Quand on a suivi pendant des années l'évolution du football, on est choqué par l'imprécision et la faiblesse du shoot de 70 p. 100 de nos joueurs. Il est courant de constater que de très belles équipes, qui ont pendant des mois mis au point une tactique offensive remarquable, échouent lamentablement devant les buts, parce qu'elles manquent de shooteurs. Il est également courant de voir de très grands joueurs et de très beaux athlètes, en pleine forme et possédant toutes les finesses du jeu, terminer un splendide effort par un shoot à deux mètres en dehors des poteaux, ou dans les nuages, même quand la conclusion de l'attaque se présentait dans les meilleures conditions désirables.

Jadis, nos équipes étaient moins fortes et ne subissaient pas l'entraînement assidu et bien dirigé que permet aujourd'hui le professionnalisme, mais les amateurs passaient leurs heures de loisirs à apprendre à shooter devant les buts. Ce point capital — puisque, finalement, c'est le résultat, donc la « marque », qui compte — semble négligé par les meilleurs entraîneurs.

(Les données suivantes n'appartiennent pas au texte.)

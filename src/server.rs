//! Server (C6): HTTP listener, request dispatcher, reverse-proxy/WebSocket
//! tunnel, internal endpoints, rate limiter, forwarding-header policy, and
//! graceful shutdown.

use std::collections::HashMap;
use std::convert::Infallible;
use std::net::{IpAddr, SocketAddr};
use std::sync::Arc;
use std::time::{Duration, Instant};

use arc_swap::ArcSwap;
use hyper::header::{HeaderName, HeaderValue};
use hyper::service::{make_service_fn, service_fn};
use hyper::{Body, Request, Response, StatusCode};
use ipnet::IpNet;
use parking_lot::Mutex;
use serde::Serialize;
use subtle::ConstantTimeEq;
use tokio_util::sync::CancellationToken;

use crate::config::{AdminAuth, AdminAuthKind, Config};
use crate::group::GroupRouter;
use crate::index::Indices;
use crate::lifecycle::LifecycleManager;
use crate::metrics;
use crate::runtime::{ContainerStatus, RuntimeAdapter};
use crate::templates;

const RATE_LIMIT_MIN_INTERVAL: Duration = Duration::from_secs(1);
const RATE_LIMIT_CLEANUP_INTERVAL: Duration = Duration::from_secs(5 * 60);
const WEBSOCKET_DIAL_TIMEOUT: Duration = Duration::from_secs(10);
const SHUTDOWN_GRACE: Duration = Duration::from_secs(15);

/// Per-client-IP rate limiter: at most one admission per
/// [`RATE_LIMIT_MIN_INTERVAL`], entries evicted after 2x that interval.
pub struct RateLimiter {
    last_seen: Mutex<HashMap<IpAddr, Instant>>,
    min_interval: Duration,
}

impl Default for RateLimiter {
    fn default() -> Self {
        Self::new(RATE_LIMIT_MIN_INTERVAL)
    }
}

impl RateLimiter {
    pub fn new(min_interval: Duration) -> Self {
        Self {
            last_seen: Mutex::new(HashMap::new()),
            min_interval,
        }
    }

    pub fn allow(&self, ip: IpAddr) -> bool {
        let now = Instant::now();
        let mut map = self.last_seen.lock();
        match map.get(&ip) {
            Some(last) if now.saturating_duration_since(*last) < self.min_interval => false,
            _ => {
                map.insert(ip, now);
                true
            }
        }
    }

    pub fn cleanup(&self) {
        let now = Instant::now();
        let stale_after = self.min_interval * 2;
        self.last_seen
            .lock()
            .retain(|_, last| now.saturating_duration_since(*last) < stale_after);
    }
}

/// Resolves the client IP to attribute a request to: the `X-Forwarded-For`
/// left-most entry if the direct peer is a trusted proxy, else the direct
/// peer IP.
pub fn resolve_client_ip(peer_ip: IpAddr, forwarded_for: Option<&str>, trusted: &[IpNet]) -> IpAddr {
    if trusted.is_empty() || !trusted.iter().any(|net| net.contains(&peer_ip)) {
        return peer_ip;
    }
    forwarded_for
        .and_then(|v| v.split(',').next())
        .and_then(|tok| tok.trim().parse().ok())
        .unwrap_or(peer_ip)
}

/// Parses CIDR strings, logging and dropping malformed entries at load time.
pub fn parse_trusted_proxies(raw: &[String]) -> Vec<IpNet> {
    raw.iter()
        .filter_map(|s| match s.parse::<IpNet>() {
            Ok(net) => Some(net),
            Err(e) => {
                tracing::warn!(cidr = %s, error = %e, "ignoring malformed trusted-proxy CIDR");
                None
            }
        })
        .collect()
}

/// Applies the forwarding-header policy in place, given the direct peer IP
/// and the original `Host` header value.
pub fn apply_forwarding_headers(headers: &mut hyper::HeaderMap, peer_ip: IpAddr, original_host: &str) {
    static XFF: HeaderName = HeaderName::from_static("x-forwarded-for");
    static XRI: HeaderName = HeaderName::from_static("x-real-ip");
    static XFP: HeaderName = HeaderName::from_static("x-forwarded-proto");
    static XFH: HeaderName = HeaderName::from_static("x-forwarded-host");

    let peer = peer_ip.to_string();

    match headers.get(&XFF).and_then(|v| v.to_str().ok()) {
        Some(existing) => {
            let combined = format!("{existing}, {peer}");
            if let Ok(v) = HeaderValue::from_str(&combined) {
                headers.insert(XFF.clone(), v);
            }
        }
        None => {
            if let Ok(v) = HeaderValue::from_str(&peer) {
                headers.insert(XFF.clone(), v);
            }
        }
    }

    if !headers.contains_key(&XRI) {
        if let Ok(v) = HeaderValue::from_str(&peer) {
            headers.insert(XRI.clone(), v);
        }
    }

    if !headers.contains_key(&XFP) {
        // This engine never terminates TLS (see Non-goals), so absent an
        // upstream-set value the connection is always plain http.
        headers.insert(XFP.clone(), HeaderValue::from_static("http"));
    }

    if let Ok(v) = HeaderValue::from_str(original_host) {
        headers.insert(XFH.clone(), v);
    }
}

/// `true` only when both the `Upgrade: websocket` (case-insensitive) and a
/// `Connection` header containing `upgrade` are present.
pub fn is_websocket_upgrade(headers: &hyper::HeaderMap) -> bool {
    let is_upgrade = headers
        .get(hyper::header::UPGRADE)
        .and_then(|v| v.to_str().ok())
        .map(|v| v.eq_ignore_ascii_case("websocket"))
        .unwrap_or(false);
    let has_connection_upgrade = headers
        .get(hyper::header::CONNECTION)
        .and_then(|v| v.to_str().ok())
        .map(|v| v.to_ascii_lowercase().contains("upgrade"))
        .unwrap_or(false);
    is_upgrade && has_connection_upgrade
}

/// Strips an optional `:port` suffix from a `Host` header value.
pub fn strip_port(host: &str) -> &str {
    host.rsplit_once(':').map(|(h, _)| h).unwrap_or(host)
}

#[derive(Debug, Clone, Copy, PartialEq, Eq)]
pub enum AuthOutcome {
    Allow,
    Unauthorized,
}

/// Admin-auth middleware: constant-time credential/token comparison so wall
/// clock timing cannot leak how many leading bytes matched.
pub fn check_admin_auth(auth: &AdminAuth, header: Option<&str>) -> AuthOutcome {
    match auth.method {
        AdminAuthKind::None => AuthOutcome::Allow,
        AdminAuthKind::Basic => {
            let Some(header) = header else {
                return AuthOutcome::Unauthorized;
            };
            let Some(encoded) = header.strip_prefix("Basic ") else {
                return AuthOutcome::Unauthorized;
            };
            let Ok(decoded) = base64::decode(encoded) else {
                return AuthOutcome::Unauthorized;
            };
            let Ok(decoded) = String::from_utf8(decoded) else {
                return AuthOutcome::Unauthorized;
            };
            let Some((user, pass)) = decoded.split_once(':') else {
                return AuthOutcome::Unauthorized;
            };
            let user_ok: bool = user.as_bytes().ct_eq(auth.username.as_bytes()).into();
            let pass_ok: bool = pass.as_bytes().ct_eq(auth.password.as_bytes()).into();
            if user_ok && pass_ok {
                AuthOutcome::Allow
            } else {
                AuthOutcome::Unauthorized
            }
        }
        AdminAuthKind::Bearer => {
            let Some(header) = header else {
                return AuthOutcome::Unauthorized;
            };
            let Some(token) = header.strip_prefix("Bearer ") else {
                return AuthOutcome::Unauthorized;
            };
            let ok: bool = token.as_bytes().ct_eq(auth.token.as_bytes()).into();
            if ok {
                AuthOutcome::Allow
            } else {
                AuthOutcome::Unauthorized
            }
        }
    }
}

/// Checks that an `Origin` header (if present) names the same host as the
/// request's `Host` header. Absent `Origin` is allowed (non-browser
/// clients, e.g. curl, never send one).
pub fn same_origin(origin: Option<&str>, host: &str) -> bool {
    let Some(origin) = origin else {
        return true;
    };
    let origin_host = origin
        .split("://")
        .nth(1)
        .unwrap_or(origin);
    strip_port(origin_host) == strip_port(host)
}

/// Which route a resolved host maps to.
enum Route {
    Workload(Arc<crate::config::Workload>),
    Group(Arc<crate::config::Group>),
}

/// Resolves a `Host` header (and the `?container=` testing fallback) against
/// the current indices: exact match first, then port-stripped, then the
/// query-parameter fallback.
fn resolve_route(indices: &Indices, host: &str, container_param: Option<&str>) -> Option<Route> {
    if let Some(g) = indices.host_to_group.get(host) {
        return Some(Route::Group(Arc::clone(g)));
    }
    if let Some(w) = indices.host_to_workload.get(host) {
        return Some(Route::Workload(Arc::clone(w)));
    }
    let stripped = strip_port(host);
    if stripped != host {
        if let Some(g) = indices.host_to_group.get(stripped) {
            return Some(Route::Group(Arc::clone(g)));
        }
        if let Some(w) = indices.host_to_workload.get(stripped) {
            return Some(Route::Workload(Arc::clone(w)));
        }
    }
    if let Some(name) = container_param {
        if let Some(w) = indices.name_to_workload.get(name) {
            return Some(Route::Workload(Arc::clone(w)));
        }
    }
    None
}

pub struct Server {
    pub indices: Arc<ArcSwap<Indices>>,
    pub lifecycle: Arc<LifecycleManager>,
    pub runtime: Arc<dyn RuntimeAdapter>,
    pub group_router: GroupRouter,
    pub rate_limiter: RateLimiter,
    pub trusted_proxies: Vec<IpNet>,
    /// Bound at startup; a reload never changes these (hot-reload boundary).
    pub admin_auth: AdminAuth,
    pub log_lines: usize,
}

Pourtant, il existe quelques principes assez simples, permettant d'assurer au shoot la puissance et la précision désirables, et que, il y a trente-cinq ans, m'apprenait comme suit, à Tottenham, un professionnel anglais :

1° En football comme en tennis, quand on se prépare à frapper la balle, il ne faut pas la quitter des yeux. Une balle de tennis et un ballon de football sont, comme une boule de billard, sphériques, donc sujets à « effets ». Il faut frapper une sphère à l'endroit voulu et avec l'incidence de l'agent frappeur (queue de billard, raquette ou pied bien chaussé) convenable pour obtenir l'effet désiré. Il faut donc la regarder. Le joueur, après avoir d'un coup d'œil, s'il connaît bien son football, déterminé l'objectif (qu'il s'agisse d'un shoot au but ou d'une passe), doit reporter ses yeux sur la balle au moment de l'attaquer. La méconnaissance de ce principe « sacré » est à l'origine de 99 p. 100 des « ratés ».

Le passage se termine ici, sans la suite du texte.